*Required work*
The lines from the first line of the entries through the line containing "pub const INCONCLUSIVE_REASON: &str" are to be repeated exactly, with both of those lines included.

*Data section*
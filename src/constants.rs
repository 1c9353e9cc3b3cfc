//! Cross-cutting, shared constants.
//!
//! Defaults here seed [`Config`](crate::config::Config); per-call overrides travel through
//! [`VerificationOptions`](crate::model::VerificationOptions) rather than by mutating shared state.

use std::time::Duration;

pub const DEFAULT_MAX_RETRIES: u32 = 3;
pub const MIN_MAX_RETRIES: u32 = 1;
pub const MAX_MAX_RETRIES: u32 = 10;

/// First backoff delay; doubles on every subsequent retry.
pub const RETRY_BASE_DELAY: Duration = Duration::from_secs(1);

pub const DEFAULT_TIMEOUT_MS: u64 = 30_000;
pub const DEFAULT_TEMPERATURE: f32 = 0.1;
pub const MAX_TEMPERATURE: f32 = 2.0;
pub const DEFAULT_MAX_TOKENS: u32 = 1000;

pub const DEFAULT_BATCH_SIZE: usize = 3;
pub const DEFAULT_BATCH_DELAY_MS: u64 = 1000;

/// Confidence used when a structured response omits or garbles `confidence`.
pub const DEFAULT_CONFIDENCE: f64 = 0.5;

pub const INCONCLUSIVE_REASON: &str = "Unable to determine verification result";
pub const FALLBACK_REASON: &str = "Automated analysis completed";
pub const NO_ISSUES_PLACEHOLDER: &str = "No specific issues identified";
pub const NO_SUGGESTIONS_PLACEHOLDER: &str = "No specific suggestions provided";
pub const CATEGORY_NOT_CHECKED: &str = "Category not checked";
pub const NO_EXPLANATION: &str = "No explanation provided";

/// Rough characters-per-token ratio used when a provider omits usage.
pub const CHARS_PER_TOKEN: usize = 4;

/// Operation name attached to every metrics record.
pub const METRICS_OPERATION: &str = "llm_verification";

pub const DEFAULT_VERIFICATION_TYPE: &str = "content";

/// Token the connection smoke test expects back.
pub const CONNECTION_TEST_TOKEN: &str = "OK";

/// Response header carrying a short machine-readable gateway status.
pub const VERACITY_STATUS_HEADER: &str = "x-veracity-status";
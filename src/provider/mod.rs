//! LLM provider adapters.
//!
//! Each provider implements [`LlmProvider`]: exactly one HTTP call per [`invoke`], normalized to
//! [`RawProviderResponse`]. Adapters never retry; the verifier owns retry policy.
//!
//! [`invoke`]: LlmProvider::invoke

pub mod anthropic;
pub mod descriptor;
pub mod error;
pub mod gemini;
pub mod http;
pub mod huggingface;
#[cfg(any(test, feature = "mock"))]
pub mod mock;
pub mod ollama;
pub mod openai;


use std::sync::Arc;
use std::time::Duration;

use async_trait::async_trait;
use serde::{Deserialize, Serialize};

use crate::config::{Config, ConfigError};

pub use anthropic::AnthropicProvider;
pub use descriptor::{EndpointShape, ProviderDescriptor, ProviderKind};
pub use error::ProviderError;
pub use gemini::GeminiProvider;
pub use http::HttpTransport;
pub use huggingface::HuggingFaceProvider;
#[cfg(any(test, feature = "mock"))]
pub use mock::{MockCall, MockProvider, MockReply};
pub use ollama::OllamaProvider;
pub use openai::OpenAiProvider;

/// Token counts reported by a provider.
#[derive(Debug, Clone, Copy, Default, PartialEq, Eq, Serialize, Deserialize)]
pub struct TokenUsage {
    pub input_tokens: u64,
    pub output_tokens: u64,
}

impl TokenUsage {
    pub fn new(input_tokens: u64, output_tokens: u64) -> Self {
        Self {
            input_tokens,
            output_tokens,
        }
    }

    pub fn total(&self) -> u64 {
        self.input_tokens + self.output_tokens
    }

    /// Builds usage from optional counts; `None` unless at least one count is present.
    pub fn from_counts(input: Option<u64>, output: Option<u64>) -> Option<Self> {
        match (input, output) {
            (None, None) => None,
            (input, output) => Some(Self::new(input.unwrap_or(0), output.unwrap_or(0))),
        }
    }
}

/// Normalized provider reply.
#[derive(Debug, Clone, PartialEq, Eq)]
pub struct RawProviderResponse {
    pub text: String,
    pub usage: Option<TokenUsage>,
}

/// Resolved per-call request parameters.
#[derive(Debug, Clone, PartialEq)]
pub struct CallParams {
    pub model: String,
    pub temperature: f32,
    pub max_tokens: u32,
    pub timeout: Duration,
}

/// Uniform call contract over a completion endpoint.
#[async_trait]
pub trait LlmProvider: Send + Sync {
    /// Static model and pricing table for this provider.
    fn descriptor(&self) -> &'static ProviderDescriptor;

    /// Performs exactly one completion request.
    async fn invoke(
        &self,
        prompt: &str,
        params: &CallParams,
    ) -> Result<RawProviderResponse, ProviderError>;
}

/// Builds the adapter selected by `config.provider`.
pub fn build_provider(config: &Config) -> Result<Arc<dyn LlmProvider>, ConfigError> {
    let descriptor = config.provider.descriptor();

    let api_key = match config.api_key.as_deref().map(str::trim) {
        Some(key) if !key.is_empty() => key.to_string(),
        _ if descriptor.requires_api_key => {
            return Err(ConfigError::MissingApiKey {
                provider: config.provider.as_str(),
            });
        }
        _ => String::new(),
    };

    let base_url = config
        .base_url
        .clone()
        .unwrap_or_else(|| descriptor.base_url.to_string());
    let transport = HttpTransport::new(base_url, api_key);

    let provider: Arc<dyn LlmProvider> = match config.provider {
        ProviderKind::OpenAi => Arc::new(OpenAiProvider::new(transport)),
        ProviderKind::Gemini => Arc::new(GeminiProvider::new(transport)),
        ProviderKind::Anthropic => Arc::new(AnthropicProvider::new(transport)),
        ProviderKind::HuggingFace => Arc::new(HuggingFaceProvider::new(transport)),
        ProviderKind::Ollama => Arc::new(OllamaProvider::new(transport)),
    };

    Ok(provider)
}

*Written response*
filename src/constants.rs
repository 1c9353e9cc3b3cfc
//! Cross-cutting, shared constants.
//!
//! Defaults here seed [`Config`](crate::config::Config); per-call overrides travel through
//! [`VerificationOptions`](crate::model::VerificationOptions) rather than by mutating shared state.

use std::time::Duration;

pub const DEFAULT_MAX_RETRIES: u32 = 3;
pub const MIN_MAX_RETRIES: u32 = 1;
pub const MAX_MAX_RETRIES: u32 = 10;

/// First backoff delay; doubles on every subsequent retry.
pub const RETRY_BASE_DELAY: Duration = Duration::from_secs(1);

pub const DEFAULT_TIMEOUT_MS: u64 = 30_000;
pub const DEFAULT_TEMPERATURE: f32 = 0.1;
pub const MAX_TEMPERATURE: f32 = 2.0;
pub const DEFAULT_MAX_TOKENS: u32 = 1000;

pub const DEFAULT_BATCH_SIZE: usize = 3;
pub const DEFAULT_BATCH_DELAY_MS: u64 = 1000;

/// Confidence used when a structured response omits or garbles `confidence`.
pub const DEFAULT_CONFIDENCE: f64 = 0.5;

pub const INCONCLUSIVE_REASON: &str = "Unable to determine verification result";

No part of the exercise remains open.